EXERCISE DESCRIPTION> From the records below, copy each line in which the string "JobNotFound" occurs.

Stored data entries:
..........
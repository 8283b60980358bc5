//! Database migrations for the marketplace sync engine.

pub use sea_orm_migration::prelude::*;

mod m2024_01_01_000001_create_tenants;
mod m2025_11_01_000100_create_marketplace_connections;
mod m2025_11_01_000200_create_sync_jobs;
mod m2025_11_01_000300_create_event_ordering;
mod m2025_11_01_000400_create_inventory;
mod m2025_11_01_000500_create_mappings;
mod m2025_11_01_000600_create_reconciliation;
mod m2025_11_01_000700_create_webhook_events;

pub struct Migrator;

#[async_trait::async_trait]
impl MigratorTrait for Migrator {
    fn migrations() -> Vec<Box<dyn MigrationTrait>> {
        vec![
            Box::new(m2024_01_01_000001_create_tenants::Migration),
            Box::new(m2025_11_01_000100_create_marketplace_connections::Migration),
            Box::new(m2025_11_01_000200_create_sync_jobs::Migration),
            Box::new(m2025_11_01_000300_create_event_ordering::Migration),
            Box::new(m2025_11_01_000400_create_inventory::Migration),
            Box::new(m2025_11_01_000500_create_mappings::Migration),
            Box::new(m2025_11_01_000600_create_reconciliation::Migration),
            Box::new(m2025_11_01_000700_create_webhook_events::Migration),
        ]
    }
}
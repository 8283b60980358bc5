//! Inbound webhook deliveries and their processing state.

use std::fmt;

use sea_orm::ActiveModelBehavior;
use sea_orm::entity::prelude::*;
use sea_orm::prelude::DateTimeWithTimeZone;
use serde::{Deserialize, Serialize};
use serde_json::Value as JsonValue;
use utoipa::ToSchema;
use uuid::Uuid;

#[derive(Clone, Debug, PartialEq, DeriveEntityModel)]
#[sea_orm(table_name = "webhook_events")]
pub struct Model {
    #[sea_orm(primary_key, auto_increment = false)]
    pub id: Uuid,
    pub tenant_id: Uuid,
    pub connection_id: Uuid,
    pub marketplace_type: String,
    /// `{marketplace}-{event_id}`
    #[sea_orm(unique)]
    pub idempotency_key: String,
    pub event_id: String,
    pub event_type: String,
    pub resource_type: String,
    pub resource_id: Option<String>,
    pub version: Option<i64>,
    pub event_time: DateTimeWithTimeZone,
    #[sea_orm(column_type = "JsonBinary")]
    pub payload: Option<JsonValue>,
    /// See [`WebhookOutcome`]; `pending` until first attempt
    pub status: String,
    pub processed: bool,
    pub retry_count: i32,
    pub max_retries: i32,
    pub processing_error: Option<String>,
    pub sync_job_id: Option<Uuid>,
    pub processed_at: Option<DateTimeWithTimeZone>,
    pub created_at: DateTimeWithTimeZone,
    pub updated_at: DateTimeWithTimeZone,
}

#[derive(Copy, Clone, Debug, EnumIter, DeriveRelation)]
pub enum Relation {}

impl ActiveModelBehavior for ActiveModel {}

pub const STATUS_PENDING: &str = "pending";

/// Terminal or retryable result of processing one webhook event.
#[derive(Debug, Clone, Copy, PartialEq, Eq, Serialize, Deserialize, ToSchema)]
#[serde(rename_all = "snake_case")]
pub enum WebhookOutcome {
    /// A sync job was created (or already existed) for the event
    Processed,
    /// Same version as already applied
    Duplicate,
    /// Older than the applied version; buffered for replay
    OutOfOrder,
    /// Event type the engine does not act on
    Ignored,
    /// Attempt failed and will be retried by the sweep
    Failed,
    /// Retries exhausted
    Dead,
}

impl WebhookOutcome {
    pub fn as_str(&self) -> &'static str {
        match self {
            WebhookOutcome::Processed => "processed",
            WebhookOutcome::Duplicate => "duplicate",
            WebhookOutcome::OutOfOrder => "out_of_order",
            WebhookOutcome::Ignored => "ignored",
            WebhookOutcome::Failed => "failed",
            WebhookOutcome::Dead => "dead",
        }
    }

    /// Whether the row is finished and must not be retried.
    pub fn is_final(&self) -> bool {
        !matches!(self, WebhookOutcome::Failed)
    }
}

impl fmt::Display for WebhookOutcome {
    fn fmt(&self, f: &mut fmt::Formatter<'_>) -> fmt::Result {
        f.write_str(self.as_str())
    }
}
//! # Error Handling
//!
//! Unified problem+json error responses for the sync API, with trace ID
//! propagation and mappings from every service-layer error type.

use axum::{
    extract::rejection::JsonRejection,
    http::{HeaderMap, HeaderValue, StatusCode},
    response::{IntoResponse, Response},
};
use serde::{Deserialize, Serialize};
use serde_json::json;
use thiserror::Error;
use utoipa::ToSchema;

use crate::concurrency::AdmissionError;
use crate::inventory::LedgerError;
use crate::orchestrator::OrchestratorError;
use crate::reconciliation::ReconciliationError;
use crate::telemetry;
use crate::webhook_worker::WebhookError;

/// Unified API error response structure
#[derive(Debug, Clone, Serialize, ToSchema)]
pub struct ApiError {
    /// HTTP status code for the response
    #[serde(skip_serializing, skip_deserializing)]
    pub status: StatusCode,
    /// Error code for programmatic handling
    pub code: Box<str>,
    /// Human-readable error message
    pub message: Box<str>,
    /// Additional error details (optional)
    #[serde(skip_serializing_if = "Option::is_none")]
    pub details: Option<Box<serde_json::Value>>,
    /// Suggested retry delay in seconds (optional)
    pub retry_after: Option<u64>,
    /// Correlation trace ID for debugging (optional)
    #[serde(skip_serializing_if = "Option::is_none")]
    pub trace_id: Option<Box<str>>,
}

impl ApiError {
    /// Create a new API error with the given status code and message
    pub fn new<S: Into<String>>(status: StatusCode, code: S, message: S) -> Self {
        Self {
            status,
            code: code.into().into_boxed_str(),
            message: message.into().into_boxed_str(),
            details: None,
            retry_after: None,
            trace_id: Self::current_trace_id(),
        }
    }

    /// Add details to the error
    pub fn with_details<V: Into<serde_json::Value>>(mut self, details: V) -> Self {
        self.details = Some(Box::new(details.into()));
        self
    }

    /// Set retry after delay
    pub fn with_retry_after(mut self, seconds: u64) -> Self {
        self.retry_after = Some(seconds);
        self
    }

    /// Extract current trace ID from the active tracing span (falls back to generated correlation ID)
    fn current_trace_id() -> Option<Box<str>> {
        telemetry::current_trace_id()
            .map(|trace_id| trace_id.into_boxed_str())
            .or_else(|| {
                // Fallback: generate a correlation ID for basic client-server log correlation
                Some(format!("corr-{}", &uuid::Uuid::new_v4().to_string()[..8]).into_boxed_str())
            })
    }
}

/// Whether a database error is a unique-constraint violation on Postgres or SQLite.
pub(crate) fn is_unique_violation(error: &sea_orm::DbErr) -> bool {
    use sea_orm::RuntimeErr;

    const PG_UNIQUE: &str = "23505";
    const SQLITE_DUPLICATE_CODES: &[&str] = &["1555", "2067"];

    let runtime_err = match error {
        sea_orm::DbErr::Query(RuntimeErr::SqlxError(sqlx_err))
        | sea_orm::DbErr::Exec(RuntimeErr::SqlxError(sqlx_err)) => sqlx_err,
        _ => return false,
    };

    let Some(db_error) = runtime_err.as_database_error() else {
        return false;
    };

    if db_error.is_unique_violation() {
        return true;
    }

    db_error
        .code()
        .is_some_and(|code| code.as_ref() == PG_UNIQUE || SQLITE_DUPLICATE_CODES.contains(&code.as_ref()))
}

/// Standard error types with predefined status codes
#[derive(Debug, Error)]
pub enum ErrorType {
    #[error("Bad Request")]
    BadRequest,
    #[error("Unauthorized")]
    Unauthorized,
    #[error("Forbidden")]
    Forbidden,
    #[error("Not Found")]
    NotFound,
    #[error("Conflict")]
    Conflict,
    #[error("Too Many Requests")]
    TooManyRequests,
    #[error("Internal Server Error")]
    InternalServerError,
    #[error("Bad Gateway")]
    BadGateway,
    #[error("Service Unavailable")]
    ServiceUnavailable,
}

impl ErrorType {
    /// Get the appropriate HTTP status code for this error type
    pub fn status_code(&self) -> StatusCode {
        match self {
            ErrorType::BadRequest => StatusCode::BAD_REQUEST,
            ErrorType::Unauthorized => StatusCode::UNAUTHORIZED,
            ErrorType::Forbidden => StatusCode::FORBIDDEN,
            ErrorType::NotFound => StatusCode::NOT_FOUND,
            ErrorType::Conflict => StatusCode::CONFLICT,
            ErrorType::TooManyRequests => StatusCode::TOO_MANY_REQUESTS,
            ErrorType::InternalServerError => StatusCode::INTERNAL_SERVER_ERROR,
            ErrorType::BadGateway => StatusCode::BAD_GATEWAY,
            ErrorType::ServiceUnavailable => StatusCode::SERVICE_UNAVAILABLE,
        }
    }

    /// Get the error code string for this error type (SCREAMING_SNAKE_CASE)
    pub fn error_code(&self) -> &'static str {
        match self {
            ErrorType::BadRequest => "VALIDATION_FAILED",
            ErrorType::Unauthorized => "UNAUTHORIZED",
            ErrorType::Forbidden => "FORBIDDEN",
            ErrorType::NotFound => "NOT_FOUND",
            ErrorType::Conflict => "CONFLICT",
            ErrorType::TooManyRequests => "RATE_LIMITED",
            ErrorType::InternalServerError => "INTERNAL_SERVER_ERROR",
            ErrorType::BadGateway => "MARKETPLACE_ERROR",
            ErrorType::ServiceUnavailable => "SERVICE_UNAVAILABLE",
        }
    }
}

impl IntoResponse for ApiError {
    fn into_response(self) -> Response {
        let mut headers = HeaderMap::new();
        headers.insert(
            "content-type",
            HeaderValue::from_static("application/problem+json"),
        );

        // Add Retry-After header if present
        if let Some(retry_after) = self.retry_after {
            if let Ok(header_value) = HeaderValue::from_str(&retry_after.to_string()) {
                headers.insert("retry-after", header_value);
            }
        }

        (self.status, headers, axum::Json(self)).into_response()
    }
}

// Error mappers for common sources

impl From<ErrorType> for ApiError {
    fn from(error_type: ErrorType) -> Self {
        Self::new(
            error_type.status_code(),
            error_type.error_code(),
            &error_type.to_string(),
        )
    }
}

impl From<anyhow::Error> for ApiError {
    fn from(error: anyhow::Error) -> Self {
        // Log the full error for debugging
        tracing::error!("Internal error: {:?}", error);

        Self::new(
            StatusCode::INTERNAL_SERVER_ERROR,
            "INTERNAL_SERVER_ERROR",
            "An internal error occurred",
        )
    }
}

impl From<JsonRejection> for ApiError {
    fn from(rejection: JsonRejection) -> Self {
        let message = match rejection {
            JsonRejection::JsonDataError(err) => format!("Invalid JSON: {}", err),
            JsonRejection::JsonSyntaxError(err) => format!("JSON syntax error: {}", err),
            JsonRejection::MissingJsonContentType(_) => {
                "Missing 'Content-Type: application/json' header".to_string()
            }
            _ => "Invalid request body".to_string(),
        };

        Self::new(StatusCode::BAD_REQUEST, "VALIDATION_FAILED", &message)
    }
}

impl From<sea_orm::DbErr> for ApiError {
    fn from(error: sea_orm::DbErr) -> Self {
        if is_unique_violation(&error) {
            tracing::debug!(?error, "Unique constraint violation detected");
            return Self::new(StatusCode::CONFLICT, "CONFLICT", "Resource already exists");
        }

        match error {
            sea_orm::DbErr::RecordNotFound(record) => Self::new(
                StatusCode::NOT_FOUND,
                "NOT_FOUND",
                &format!("Record not found: {}", record),
            ),
            sea_orm::DbErr::Query(query_err) => {
                tracing::error!("Database query error: {:?}", query_err);
                Self::new(
                    StatusCode::INTERNAL_SERVER_ERROR,
                    "INTERNAL_SERVER_ERROR",
                    "Database error occurred",
                )
            }
            sea_orm::DbErr::Exec(exec_err) => {
                tracing::error!("Database execution error: {:?}", exec_err);
                Self::new(
                    StatusCode::INTERNAL_SERVER_ERROR,
                    "INTERNAL_SERVER_ERROR",
                    "Database error occurred",
                )
            }
            sea_orm::DbErr::Conn(connection_err) => {
                tracing::error!("Database connection error: {:?}", connection_err);
                Self::new(
                    StatusCode::SERVICE_UNAVAILABLE,
                    "SERVICE_UNAVAILABLE",
                    "Database service unavailable",
                )
            }
            _ => {
                tracing::error!("Database error: {:?}", error);
                Self::new(
                    StatusCode::INTERNAL_SERVER_ERROR,
                    "INTERNAL_SERVER_ERROR",
                    "Database error occurred",
                )
            }
        }
    }
}

impl From<AdmissionError> for ApiError {
    fn from(error: AdmissionError) -> Self {
        Self::new(StatusCode::TOO_MANY_REQUESTS, "RATE_LIMITED", &error.to_string())
            .with_retry_after(ADMISSION_RETRY_AFTER_SECS)
    }
}

const ADMISSION_RETRY_AFTER_SECS: u64 = 5;

impl From<OrchestratorError> for ApiError {
    fn from(error: OrchestratorError) -> Self {
        let message = error.to_string();
        match error {
            OrchestratorError::ConnectionNotFound(_) | OrchestratorError::JobNotFound(_) => {
                Self::new(StatusCode::NOT_FOUND, "NOT_FOUND", &message)
            }
            OrchestratorError::ConnectionNotConnected(_) | OrchestratorError::Validation(_) => {
                Self::new(StatusCode::BAD_REQUEST, "VALIDATION_FAILED", &message)
            }
            OrchestratorError::JobAlreadyRunning { job_id, .. } => {
                Self::new(StatusCode::CONFLICT, "JOB_ALREADY_RUNNING", &message)
                    .with_details(json!({ "running_job_id": job_id }))
            }
            OrchestratorError::IdempotencyConflict(_)
            | OrchestratorError::InvalidState { .. }
            | OrchestratorError::RetryLimitReached { .. } => {
                Self::new(StatusCode::CONFLICT, "CONFLICT", &message)
            }
            OrchestratorError::Admission(admission) => admission.into(),
            OrchestratorError::Database(db) => db.into(),
        }
    }
}

impl From<LedgerError> for ApiError {
    fn from(error: LedgerError) -> Self {
        let message = error.to_string();
        match error {
            LedgerError::NotFound(_) => Self::new(StatusCode::NOT_FOUND, "NOT_FOUND", &message),
            LedgerError::AlreadyExists { .. } => {
                Self::new(StatusCode::CONFLICT, "CONFLICT", &message)
            }
            LedgerError::InvalidQuantity(_) => {
                Self::new(StatusCode::BAD_REQUEST, "VALIDATION_FAILED", &message)
            }
            LedgerError::InsufficientStock {
                requested,
                available,
            } => Self::new(StatusCode::CONFLICT, "INSUFFICIENT_STOCK", &message)
                .with_details(json!({ "requested": requested, "available": available })),
            LedgerError::Database(db) => db.into(),
        }
    }
}

impl From<ReconciliationError> for ApiError {
    fn from(error: ReconciliationError) -> Self {
        let message = error.to_string();
        match error {
            ReconciliationError::ConnectionNotFound(_)
            | ReconciliationError::JobNotFound(_)
            | ReconciliationError::DiscrepancyNotFound(_) => {
                Self::new(StatusCode::NOT_FOUND, "NOT_FOUND", &message)
            }
            ReconciliationError::DiscrepancyNotUnresolved { .. }
            | ReconciliationError::RepairIncomplete { .. } => {
                Self::new(StatusCode::CONFLICT, "CONFLICT", &message)
            }
            ReconciliationError::Adapter(_) => marketplace_error(&message),
            ReconciliationError::Ledger(ledger) => ledger.into(),
            ReconciliationError::Database(db) => db.into(),
        }
    }
}

impl From<WebhookError> for ApiError {
    fn from(error: WebhookError) -> Self {
        let message = error.to_string();
        match error {
            WebhookError::MissingHeader(_)
            | WebhookError::Parse(_)
            | WebhookError::Unsupported(_) => {
                Self::new(StatusCode::BAD_REQUEST, "VALIDATION_FAILED", &message)
            }
            WebhookError::UnknownStore { .. } | WebhookError::NotFound(_) => {
                Self::new(StatusCode::NOT_FOUND, "NOT_FOUND", &message)
            }
            WebhookError::MissingSecret(_) | WebhookError::InvalidSignature => {
                unauthorized(Some("Webhook signature verification failed"))
            }
            WebhookError::Ordering(ordering) => anyhow::Error::new(ordering).into(),
            WebhookError::Database(db) => db.into(),
        }
    }
}

/// Create a marketplace upstream error (502)
pub fn marketplace_error(message: &str) -> ApiError {
    ApiError::new(StatusCode::BAD_GATEWAY, "MARKETPLACE_ERROR", message)
}

/// Create an unauthorized error (401)
pub fn unauthorized(message: Option<&str>) -> ApiError {
    let msg = message.unwrap_or("Authentication required");
    ApiError::new(StatusCode::UNAUTHORIZED, "UNAUTHORIZED", msg)
}

/// Create a forbidden error (403)
pub fn forbidden(message: Option<&str>) -> ApiError {
    let msg = message.unwrap_or("Insufficient permissions");
    ApiError::new(StatusCode::FORBIDDEN, "FORBIDDEN", msg)
}

/// Create a validation error with field details
pub fn validation_error(message: &str, field_errors: serde_json::Value) -> ApiError {
    ApiError::new(StatusCode::BAD_REQUEST, "VALIDATION_FAILED", message).with_details(field_errors)
}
..........
REPLY TO THE TASK>
            OrchestratorError::ConnectionNotFound(_) | OrchestratorError::JobNotFound(_) => {
            | ReconciliationError::JobNotFound(_)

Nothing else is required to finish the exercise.